0

I am trying to learn regex and I fail to understand the differences in the usage of many code

/apples??/
/.*?[0-9]*/
/.*?[0-9]+/

On the result I understood that if I use ? with any thing it makes that step optional (or just neglecting it)

e.g.: the first command will only match apple and not apples the second command will match 26 in page 26

I expected that the 3rd command will do the same but it matched the whole page 26 string.

B Luthra
  • 153
  • 9

3 Answers3

2

? means many different things in a regex, depending on context.

When used as a quantifier it means "optional". For example, [0-9]? matches 0 or 1 digits (an optional digit).

However, when applied to another quantifier, it means "non-greedy". Normal quantifiers try to match as many times as possible (giving up matches only if the rest of the regex would fail otherwise).
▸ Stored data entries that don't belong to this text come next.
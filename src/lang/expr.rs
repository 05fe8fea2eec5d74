use crate::lang::symbols::SymbolTable;

/// Operand expression in the assembly surface syntax.
#[derive(Debug, Clone, PartialEq)]
pub enum Expr {
    /// Integer literal: `5`, `0x2a`.
    Int(i64),

    /// Bare identifier, resolved through the symbol table.
    Ident(String),

    /// Bracketed address expression: `[5]`, `[cursor]`.
    ///
    /// Denotes the tape cell whose index is the value of the inner
    /// expression. It is a marker, not a value: `evaluate` refuses it, so
    /// an operand that denotes a cell can never be confused with one that
    /// denotes a count.
    AddressOf(Box<Expr>),
}

#[derive(Debug, Clone, PartialEq)]
pub enum EvalError {
    /// Identifier with no symbol-table binding.
    NotDefined(String),
    /// An address expression was evaluated without unwrapping it first.
    AddressAsValue,
}

impl std::fmt::Display for EvalError {
    fn fmt(&self, f: &mut std::fmt::Formatter<'_>) -> std::fmt::Result {
        match self {
            EvalError::NotDefined(name) => write!(f, "'{}' is not defined", name),
            EvalError::AddressAsValue => {
                write!(f, "address expression cannot be used as a value")
            }
        }
    }
}

impl Expr {
    /// Evaluates the expression to an integer, resolving identifiers
    /// through `symbols`.
    ///
    /// # Errors
    /// - [`EvalError::NotDefined`] if an identifier has no binding.
    /// - [`EvalError::AddressAsValue`] if the expression is an
    ///   [`Expr::AddressOf`]; callers must unwrap the address marker and
    ///   evaluate the inner expression instead.
    pub fn evaluate(&self, symbols: &SymbolTable) -> Result<i64, EvalError> {
        match self {
            Expr::Int(value) => Ok(*value),
            Expr::Ident(name) => symbols
                .lookup(name)
                .ok_or_else(|| EvalError::NotDefined(name.clone()))?
                .evaluate(symbols),
            Expr::AddressOf(_) => Err(EvalError::AddressAsValue),
        }
    }
}

impl std::fmt::Display for Expr {
    fn fmt(&self, f: &mut std::fmt::Formatter<'_>) -> std::fmt::Result {
        match self {
            Expr::Int(value) => write!(f, "{}", value),
            Expr::Ident(name) => write!(f, "{}", name),
            Expr::AddressOf(inner) => write!(f, "[{}]", inner),
        }
    }
}

#[cfg(test)]
mod tests {
    use super::*;

    #[test]
    fn test_evaluate_int() {
        let symbols = SymbolTable::new();
        assert_eq!(Expr::Int(42).evaluate(&symbols), Ok(42));
    }

    #[test]
    fn test_evaluate_ident_chain() {
        let mut symbols = SymbolTable::new();
        assert!(symbols.define("a", Expr::Int(5)));
        assert!(symbols.define("b", Expr::Ident("a".to_string())));

        let expr = Expr::Ident("b".to_string());
        assert_eq!(expr.evaluate(&symbols), Ok(5));
    }

    #[test]
    fn test_evaluate_undefined() {
        let symbols = SymbolTable::new();
        let expr = Expr::Ident("missing".to_string());
        assert_eq!(
            expr.evaluate(&symbols),
            Err(EvalError::NotDefined("missing".to_string()))
        );
    }

    #[test]
    fn test_evaluate_address_fails_fast() {
        let symbols = SymbolTable::new();
        let expr = Expr::AddressOf(Box::new(Expr::Int(5)));
        assert_eq!(expr.evaluate(&symbols), Err(EvalError::AddressAsValue));
    }

    #[test]
    fn test_display() {
        let expr = Expr::AddressOf(Box::new(Expr::Ident("cursor".to_string())));
        assert_eq!(expr.to_string(), "[cursor]");
    }
}
use serde::{Deserialize, Serialize};

// Opcode space: 0-19 common, 20-39 data and registers, 40+ application
// defined. Values the machine does not service internally are forwarded to
// the consumer verbatim; there is no upper bound on legal opcode values.

pub const OP_NOP: u8 = 0;
/// 1 arg byte: pc += offset.
pub const OP_REL_JMP_FWD: u8 = 1;
/// 1 arg byte: pc -= offset.
pub const OP_REL_JMP_BWD: u8 = 2;

// Register stores, argument widths 1/1/2/2/4/4.
pub const OP_R8A_STORE: u8 = 20;
pub const OP_R8B_STORE: u8 = 21;
pub const OP_R16A_STORE: u8 = 22;
pub const OP_R16B_STORE: u8 = 23;
pub const OP_R32A_STORE: u8 = 24;
pub const OP_R32B_STORE: u8 = 25;

// Register loads, same order; written into the tape before the pointer.
pub const OP_R8A_LOAD: u8 = 26;
pub const OP_R8B_LOAD: u8 = 27;
pub const OP_R16A_LOAD: u8 = 28;
pub const OP_R16B_LOAD: u8 = 29;
pub const OP_R32A_LOAD: u8 = 30;
pub const OP_R32B_LOAD: u8 = 31;

// Drawing opcodes, serviced by the external consumer.
pub const OP_CLEAR_CANVAS: u8 = 40;
/// 4 arg bytes: alpha, blue, green, red as index 0..3.
pub const OP_SET_COLOR: u8 = 41;
/// 2 arg bytes: y, x.
pub const OP_SET_PIXEL: u8 = 42;
/// 4 arg bytes: y2, x2, y1, x1.
pub const OP_DRAW_LINE: u8 = 43;

/// An invoked operation: the opcode byte read from the current cell plus
/// the eight tape bytes that preceded the pointer at invocation time.
///
/// Argument index `i` means "the i-th byte before the tape pointer", so
/// index 0 is always the most recently written byte.
#[derive(Debug, Clone, Copy, PartialEq, Eq, Serialize, Deserialize)]
pub struct Op {
    pub code: u8,
    pub args: [u8; 8],
}

impl Op {
    pub fn new(code: u8, args: [u8; 8]) -> Self {
        Op { code, args }
    }

    /// Argument byte `i` (index 0 = the byte at `ptr - 1`).
    pub fn byte(&self, i: usize) -> u8 {
        self.args[self.args.len() - 1 - i]
    }

    /// 16-bit value from argument bytes `i + 1` (high) and `i` (low).
    pub fn word(&self, i: usize) -> u16 {
        u16::from(self.byte(i + 1)) << 8 | u16::from(self.byte(i))
    }

    /// 32-bit value from argument bytes `i + 3` (high) down to `i` (low).
    pub fn dword(&self, i: usize) -> u32 {
        u32::from(self.byte(i + 3)) << 24
            | u32::from(self.byte(i + 2)) << 16
            | u32::from(self.byte(i + 1)) << 8
            | u32::from(self.byte(i))
    }

    /// Encodes the op for transport to an out-of-process consumer.
    pub fn to_bytes(&self) -> postcard::Result<Vec<u8>> {
        postcard::to_allocvec(self)
    }

    pub fn from_bytes(bytes: &[u8]) -> postcard::Result<Self> {
        postcard::from_bytes(bytes)
    }
}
Non-greedy matching inverts this: It first tries to match as few times as possible and only matches more if the rest of the regex would fail otherwise.

For example, a[a-z]*b applied to abcdebafcbad matches abcdebafcb (or (abcdebafcb)ad(using parentheses to mark the match)). [a-z]* will first consume the whole string, only giving back characters until the following b can match.
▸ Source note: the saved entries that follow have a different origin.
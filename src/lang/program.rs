use crate::lang::stmt::Stmt;

/// Parsed assembly program.
///
/// Statement order is significant: it is the order the generator walks and
/// therefore the order the emitted code executes in.
#[derive(Debug, Clone, PartialEq)]
pub struct Program {
    pub stmts: Vec<Stmt>,
}
#[cfg(test)]
mod tests {
    use super::*;
    use std::sync::mpsc::sync_channel;

    use crate::codegen::Generator;
    use crate::frontend::lexer::Lexer;
    use crate::frontend::parser::Parser;
    use crate::runtime::op::{OP_CLEAR_CANVAS, OP_SET_COLOR};

    fn run(code: &[u8]) -> VM {
        let mut vm = VM::new(code).unwrap();
        vm.run().unwrap();
        vm
    }

    fn data_prefix(vm: &VM, n: usize) -> &[u8] {
        &vm.data_section()[..n]
    }

    fn compile(source: &str) -> String {
        let mut lexer = Lexer::new(source);
        let tokens = lexer.tokenize();
        let program = Parser::new(tokens).parse().unwrap();
        Generator::new().generate(&program).unwrap()
    }

    #[test]
    fn test_increment_run() {
        let vm = run(b"+++++");
        assert_eq!(data_prefix(&vm, 1), &[5]);
    }

    #[test]
    fn test_wrapping_arithmetic() {
        // decrement from zero wraps under the modulus-255 arithmetic
        let vm = run(b">>>>+<-");
        assert_eq!(data_prefix(&vm, 5), &[0, 0, 0, 255, 1]);
    }

    #[test]
    fn test_increment_wraps_at_modulus() {
        let mut code = vec![b'+'; 254];
        code.push(b'+');
        let vm = run(&code);
        assert_eq!(data_prefix(&vm, 1), &[0]);
    }

    #[test]
    fn test_transfer_loop() {
        let vm = run(b"+++++ +++++[>+++++ +++++<-] 100");
        assert_eq!(data_prefix(&vm, 2), &[0, 100]);
    }

    #[test]
    fn test_depth_tracked_loops() {
        let vm = run(b"+++[[>]+++++[<]>-]");
        assert_eq!(data_prefix(&vm, 4), &[0, 5, 5, 5]);
    }

    #[test]
    fn test_commentary_bytes_filtered() {
        let vm = run(b"add 5 +++++");
        assert_eq!(data_prefix(&vm, 1), &[5]);
    }

    #[test]
    fn test_input_is_noop() {
        let vm = run(b",,+");
        assert_eq!(data_prefix(&vm, 1), &[1]);
    }

    #[test]
    fn test_clear_idiom() {
        let vm = run(b"+++++[-]");
        assert_eq!(data_prefix(&vm, 1), &[0]);

        // observably identical to executing the loop literally
        let vm = run(b"+++++[-]++");
        assert_eq!(data_prefix(&vm, 1), &[2]);
    }

    #[test]
    fn test_loop_skipped_when_cell_zero() {
        let vm = run(b"[>+++<]+");
        assert_eq!(data_prefix(&vm, 2), &[1, 0]);
    }

    #[test]
    fn test_tape_wraps_left() {
        let config = VMConfig {
            tape_size: 5,
            clock_rate: None,
        };
        let mut vm = VM::with_config(b"<+", config).unwrap();
        vm.run().unwrap();
        assert_eq!(vm.data_section(), &[0, 0, 0, 0, 1]);
    }

    #[test]
    fn test_tape_wraps_right() {
        let config = VMConfig {
            tape_size: 5,
            clock_rate: None,
        };
        let mut vm = VM::with_config(b">>>>>+", config).unwrap();
        vm.run().unwrap();
        assert_eq!(vm.data_section(), &[1, 0, 0, 0, 0]);
    }

    #[test]
    fn test_relative_jump_forward() {
        // cell 0 holds the offset; the jump skips the two increments
        // immediately after the invoke
        let vm = run(b"++>+. ++ +");
        assert_eq!(data_prefix(&vm, 2), &[2, 2]);
    }

    #[test]
    fn test_relative_jump_backward() {
        // opcode 2 at cell 1 jumps back over one increment, which then
        // re-executes; the second invoke reads opcode 3 and is dropped
        // (no consumer attached)
        let vm = run(b"++>++.");
        assert_eq!(data_prefix(&vm, 2), &[2, 3]);
    }

    #[test]
    fn test_register_16_round_trip() {
        let vm = run(b"+>++++>++++++++++ ++++++++++ ++.[>>+<<-]>>++++++.");
        assert_eq!(data_prefix(&vm, 5), &[1, 4, 1, 4, 28]);
    }

    #[test]
    fn test_register_8_round_trip_forwards_nothing() {
        let (tx, rx) = sync_channel(8);
        // store r8a=5 (opcode 20), zero the source cell, then load it back
        // (opcode 26)
        let mut vm = VM::new(b"+++++>++++++++++ ++++++++++.<[-]>++++++.")
            .unwrap()
            .with_ops(tx);
        vm.run().unwrap();
        assert_eq!(data_prefix(&vm, 2), &[5, 26]);

        drop(vm);
        assert!(rx.try_recv().is_err());
    }

    #[test]
    fn test_forwarded_op_carries_preceding_bytes() {
        let (tx, rx) = sync_channel(8);
        // cells 0..4 = {1, 2, 3, 4}, opcode 41 in cell 4
        let mut code = b"+>++>+++>++++>".to_vec();
        code.extend(std::iter::repeat_n(b'+', 41));
        code.push(b'.');

        let mut vm = VM::new(&code).unwrap().with_ops(tx);
        vm.run().unwrap();
        drop(vm);

        let op = rx.recv().unwrap();
        assert_eq!(op.code, OP_SET_COLOR);
        assert_eq!(op.byte(0), 4); // alpha
        assert_eq!(op.byte(1), 3); // blue
        assert_eq!(op.byte(2), 2); // green
        assert_eq!(op.byte(3), 1); // red
        assert!(rx.try_recv().is_err());
    }

    #[test]
    fn test_backpressure_blocks_until_drained() {
        // 40 increments, then two invokes forwarding opcode 40 twice
        let mut code = vec![b'+'; 40];
        code.push(b'.');
        code.push(b'.');

        let (tx, rx) = sync_channel(1);
        let mut vm = VM::new(&code).unwrap().with_ops(tx);
        let worker = thread::spawn(move || {
            vm.run().unwrap();
        });

        // the first op fills the only slot; the second send must block
        thread::sleep(Duration::from_millis(50));
        assert!(!worker.is_finished());

        assert_eq!(rx.recv().unwrap().code, OP_CLEAR_CANVAS);
        assert_eq!(rx.recv().unwrap().code, OP_CLEAR_CANVAS);
        worker.join().unwrap();
    }

    #[test]
    fn test_pacing_pads_step_duration() {
        let config = VMConfig {
            tape_size: 30,
            clock_rate: Some(Duration::from_millis(2)),
        };
        // five fused steps
        let mut vm = VM::with_config(b"+>+>+", config).unwrap();
        let started = Instant::now();
        vm.run().unwrap();
        assert!(started.elapsed() >= Duration::from_millis(5));
    }

    #[test]
    fn test_empty_program_rejected() {
        assert!(matches!(VM::new(b""), Err(LoadError::NoMemory)));
    }

    #[test]
    fn test_bracket_imbalance_rejected() {
        assert!(matches!(VM::new(b"[[]"), Err(LoadError::BracketImbalance)));
        // balance is counted on the raw input, commentary included
        assert!(matches!(
            VM::new(b"note] +++"),
            Err(LoadError::BracketImbalance)
        ));
    }

    #[test]
    fn test_code_section_zero_padded() {
        let vm = VM::new(b"+++").unwrap();
        assert_eq!(&vm.code_section()[..3], b"+++");
        assert!(vm.code_section()[3..].iter().all(|&b| b == 0));
    }

    #[test]
    fn test_compiled_while_loop() {
        let source = "inc [1], 3
while [1]
inc [0], 2
dec [1]
endwhile";
        let vm = run(compile(source).as_bytes());
        assert_eq!(data_prefix(&vm, 2), &[6, 0]);
    }

    #[test]
    fn test_compiled_if_true_branch() {
        let source = "inc [0]
if [0], [1]
inc [2], 5
else
inc [3], 7
endif";
        let vm = run(compile(source).as_bytes());
        assert_eq!(data_prefix(&vm, 4), &[0, 0, 5, 0]);
    }

    #[test]
    fn test_compiled_if_false_branch() {
        let source = "if [0], [1]
inc [2], 5
else
inc [3], 7
endif";
        let vm = run(compile(source).as_bytes());
        // the junk cell is clobbered on this arm
        assert_eq!(data_prefix(&vm, 4), &[0, 1, 0, 7]);
    }

    #[test]
    fn test_compiled_call_forwards_op() {
        let (tx, rx) = sync_channel(8);
        let source = "inc [0], 40
call [0]";
        let code = compile(source);
        let mut vm = VM::new(code.as_bytes()).unwrap().with_ops(tx);
        vm.run().unwrap();
        drop(vm);

        assert_eq!(rx.recv().unwrap().code, OP_CLEAR_CANVAS);
    }
}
However, a[a-z]*?b applied to abcdebafcbad matches ab (or (ab)cdebafcbad(using parentheses to mark the match)). [a-z]*? first starts out by matching no characters at all, and because b is able to match immediately, that's where the regex stops.

As for your examples:

The first thing you need to understand about regexes is the outer loop. There is a loop that tries to invoke the regex engine at every position in the input string, from left to right. If a match is found, the loop stops and reports success. If all positions are exhausted without finding a match, the loop stops and reports failure.

(Strictly speaking we're not looping over the characters in the input string, but over the gaps between characters. ab has 3 possible match positions: before a, between a and b, and after b.)

Your first regex, apples??, is equivalent to apple(?:|s). We match apple followed by either an empty string or s (i.e. we try to match nothing first). Since the empty regex always matches and this is the end of the regex, there's nothing that could come later on and force us to revisit this decision. The regex is equivalent to just apple.

Your second regex, .*?[0-9]*, is a bit curious. The first thing you should notice is that all parts of it are optional, i.e. it can match a string of length 0. Because an empty string can be matched anywhere in the input and the outer loop mentioned above starts at offset 0, this regex will always match at the beginning of the input string.

The second thing to notice is that it attempts to reimplement the outer loop within the regex: .*? will consume 0 characters at first, then (if the rest of the regex doesn't match) 1 characters, then 2, ... until a match is found. This is a bit pointless because the outer loop already does exactly that.

If the input string is page 26, .*? will start out by matching as few characters as possible, i.e. none. Then [0-9]* will try to match as many digits as possible, but p is not a digit, so "as many as possible" is also none. Thus .*?[0-9]* matches the empty string at the beginning of page 26: ()page26 (using parentheses to mark the match).

Your third regex, .*?[0-9]+, still contains that redundant explicit loop at the beginning, .*?. But now the digits part is not optional: [0-9]+ requires at least one digit to match.

If the input string is page 26, .*? will start out by matching as few characters as possible, i.e. none. Then [0-9]+ will try to match as many digits as possible, but at least one. This fails because p is not a digit. Because [0-9]+ failed, we backtrack into .*? and try to consume one more character (p). Then we try [0-9]+ against the remaining input string, age 26. This also fails; we backtrack and consume one more character in .*? (pa). Then we try [0-9]+ against ge 26, which still fails. ...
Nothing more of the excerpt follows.